Excerpts from a dataset:

+---+

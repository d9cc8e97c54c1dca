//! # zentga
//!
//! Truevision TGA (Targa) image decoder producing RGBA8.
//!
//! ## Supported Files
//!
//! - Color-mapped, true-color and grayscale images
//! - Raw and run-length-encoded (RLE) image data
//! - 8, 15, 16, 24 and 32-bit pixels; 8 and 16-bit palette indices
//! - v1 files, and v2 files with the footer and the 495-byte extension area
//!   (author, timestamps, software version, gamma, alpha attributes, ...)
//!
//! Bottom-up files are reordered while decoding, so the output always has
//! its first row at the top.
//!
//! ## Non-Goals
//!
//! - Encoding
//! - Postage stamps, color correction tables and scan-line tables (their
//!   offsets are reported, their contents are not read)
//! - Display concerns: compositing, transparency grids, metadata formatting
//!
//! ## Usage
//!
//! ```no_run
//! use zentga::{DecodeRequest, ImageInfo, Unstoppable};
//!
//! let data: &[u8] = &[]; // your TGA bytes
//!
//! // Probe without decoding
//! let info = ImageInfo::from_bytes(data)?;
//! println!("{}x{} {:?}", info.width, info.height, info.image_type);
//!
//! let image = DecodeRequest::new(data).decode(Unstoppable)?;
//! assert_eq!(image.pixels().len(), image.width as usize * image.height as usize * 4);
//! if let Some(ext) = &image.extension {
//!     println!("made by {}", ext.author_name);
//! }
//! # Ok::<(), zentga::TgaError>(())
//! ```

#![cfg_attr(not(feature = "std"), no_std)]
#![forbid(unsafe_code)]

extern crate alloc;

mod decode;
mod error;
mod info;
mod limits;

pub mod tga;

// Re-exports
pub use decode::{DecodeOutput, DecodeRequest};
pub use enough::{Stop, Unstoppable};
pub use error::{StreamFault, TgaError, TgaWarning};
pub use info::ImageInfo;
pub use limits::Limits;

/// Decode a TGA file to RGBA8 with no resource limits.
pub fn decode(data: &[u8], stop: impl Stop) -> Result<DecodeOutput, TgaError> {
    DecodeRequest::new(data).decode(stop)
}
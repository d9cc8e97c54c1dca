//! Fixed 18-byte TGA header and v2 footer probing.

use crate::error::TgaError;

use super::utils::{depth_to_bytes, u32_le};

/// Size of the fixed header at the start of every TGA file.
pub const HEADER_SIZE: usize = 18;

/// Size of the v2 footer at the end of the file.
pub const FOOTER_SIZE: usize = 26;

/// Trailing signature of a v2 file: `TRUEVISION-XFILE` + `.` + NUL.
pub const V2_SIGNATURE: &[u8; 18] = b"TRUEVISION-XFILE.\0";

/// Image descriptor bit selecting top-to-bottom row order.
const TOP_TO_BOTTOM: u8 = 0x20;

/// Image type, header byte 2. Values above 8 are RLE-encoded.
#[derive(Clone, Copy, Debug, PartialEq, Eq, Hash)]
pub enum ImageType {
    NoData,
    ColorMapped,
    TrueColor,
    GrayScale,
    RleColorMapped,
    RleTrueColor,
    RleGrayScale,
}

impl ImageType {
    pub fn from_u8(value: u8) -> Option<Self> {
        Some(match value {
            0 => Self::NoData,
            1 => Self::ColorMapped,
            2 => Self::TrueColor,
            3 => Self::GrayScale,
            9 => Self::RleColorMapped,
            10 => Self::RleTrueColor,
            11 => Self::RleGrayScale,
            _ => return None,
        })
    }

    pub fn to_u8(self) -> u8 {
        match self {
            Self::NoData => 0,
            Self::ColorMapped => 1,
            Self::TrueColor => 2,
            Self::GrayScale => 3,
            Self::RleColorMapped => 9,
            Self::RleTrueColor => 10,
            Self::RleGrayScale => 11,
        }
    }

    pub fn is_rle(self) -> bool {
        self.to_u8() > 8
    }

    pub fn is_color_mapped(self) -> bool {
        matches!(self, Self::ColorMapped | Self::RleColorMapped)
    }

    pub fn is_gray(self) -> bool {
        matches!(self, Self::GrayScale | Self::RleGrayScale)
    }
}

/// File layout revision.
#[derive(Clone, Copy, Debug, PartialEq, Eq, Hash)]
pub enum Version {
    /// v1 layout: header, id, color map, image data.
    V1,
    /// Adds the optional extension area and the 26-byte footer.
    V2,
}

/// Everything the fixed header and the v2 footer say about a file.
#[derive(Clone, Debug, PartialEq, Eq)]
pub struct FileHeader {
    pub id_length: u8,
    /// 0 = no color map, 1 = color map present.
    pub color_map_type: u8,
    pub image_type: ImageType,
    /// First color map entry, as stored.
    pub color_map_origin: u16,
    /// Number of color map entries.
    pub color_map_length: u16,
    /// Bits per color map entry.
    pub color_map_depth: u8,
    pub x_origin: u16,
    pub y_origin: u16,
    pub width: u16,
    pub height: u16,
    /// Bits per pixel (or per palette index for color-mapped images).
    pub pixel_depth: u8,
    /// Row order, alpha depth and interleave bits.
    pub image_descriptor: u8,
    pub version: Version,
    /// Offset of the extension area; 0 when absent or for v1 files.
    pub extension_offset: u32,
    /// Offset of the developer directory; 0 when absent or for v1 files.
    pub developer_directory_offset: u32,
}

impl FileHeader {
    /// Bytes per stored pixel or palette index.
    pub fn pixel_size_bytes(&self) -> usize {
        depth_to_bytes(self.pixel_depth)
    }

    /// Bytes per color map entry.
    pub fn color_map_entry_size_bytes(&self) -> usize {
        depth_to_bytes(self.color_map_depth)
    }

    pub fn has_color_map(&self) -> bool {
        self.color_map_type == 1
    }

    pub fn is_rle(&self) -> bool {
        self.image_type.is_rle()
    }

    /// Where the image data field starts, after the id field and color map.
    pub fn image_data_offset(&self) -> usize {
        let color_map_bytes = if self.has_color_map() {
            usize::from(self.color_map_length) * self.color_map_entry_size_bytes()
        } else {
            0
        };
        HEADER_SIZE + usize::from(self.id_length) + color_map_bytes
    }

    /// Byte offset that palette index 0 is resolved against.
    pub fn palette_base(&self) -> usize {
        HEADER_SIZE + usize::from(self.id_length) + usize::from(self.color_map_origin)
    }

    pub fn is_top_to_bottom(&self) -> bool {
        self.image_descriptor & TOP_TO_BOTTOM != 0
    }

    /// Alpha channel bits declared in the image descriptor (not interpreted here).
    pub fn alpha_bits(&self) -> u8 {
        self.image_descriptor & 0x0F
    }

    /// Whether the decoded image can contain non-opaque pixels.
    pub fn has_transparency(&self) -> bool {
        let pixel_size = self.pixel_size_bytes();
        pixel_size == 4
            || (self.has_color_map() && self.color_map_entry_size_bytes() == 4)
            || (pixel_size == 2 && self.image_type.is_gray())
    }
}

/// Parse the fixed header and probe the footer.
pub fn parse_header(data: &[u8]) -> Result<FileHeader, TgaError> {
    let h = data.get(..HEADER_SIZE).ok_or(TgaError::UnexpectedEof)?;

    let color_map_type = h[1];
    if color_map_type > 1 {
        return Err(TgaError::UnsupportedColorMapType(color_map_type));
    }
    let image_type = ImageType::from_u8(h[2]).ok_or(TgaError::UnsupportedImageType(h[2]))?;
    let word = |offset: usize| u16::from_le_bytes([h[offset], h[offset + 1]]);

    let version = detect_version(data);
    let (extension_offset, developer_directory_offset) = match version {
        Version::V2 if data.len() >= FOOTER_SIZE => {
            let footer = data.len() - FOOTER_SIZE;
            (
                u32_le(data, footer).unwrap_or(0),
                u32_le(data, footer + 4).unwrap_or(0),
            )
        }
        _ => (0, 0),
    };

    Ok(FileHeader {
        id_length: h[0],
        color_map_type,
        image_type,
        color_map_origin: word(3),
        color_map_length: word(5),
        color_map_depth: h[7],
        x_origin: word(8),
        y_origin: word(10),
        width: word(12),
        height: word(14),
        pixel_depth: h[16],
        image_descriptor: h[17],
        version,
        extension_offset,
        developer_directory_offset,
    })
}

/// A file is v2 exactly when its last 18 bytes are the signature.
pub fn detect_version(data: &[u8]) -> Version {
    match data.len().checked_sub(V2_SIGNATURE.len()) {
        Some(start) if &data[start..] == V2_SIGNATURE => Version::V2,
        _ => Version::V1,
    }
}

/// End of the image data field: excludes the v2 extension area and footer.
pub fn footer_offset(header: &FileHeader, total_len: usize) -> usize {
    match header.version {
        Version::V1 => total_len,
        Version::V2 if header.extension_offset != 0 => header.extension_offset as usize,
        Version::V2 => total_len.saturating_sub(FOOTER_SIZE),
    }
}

+---+

ABOUT THIS EXERCISE: Extract every line above that contains the word "absent".

SOLUTION FOR THIS PROBLEM:
    /// Offset of the extension area; 0 when absent or for v1 files.
    /// Offset of the developer directory; 0 when absent or for v1 files.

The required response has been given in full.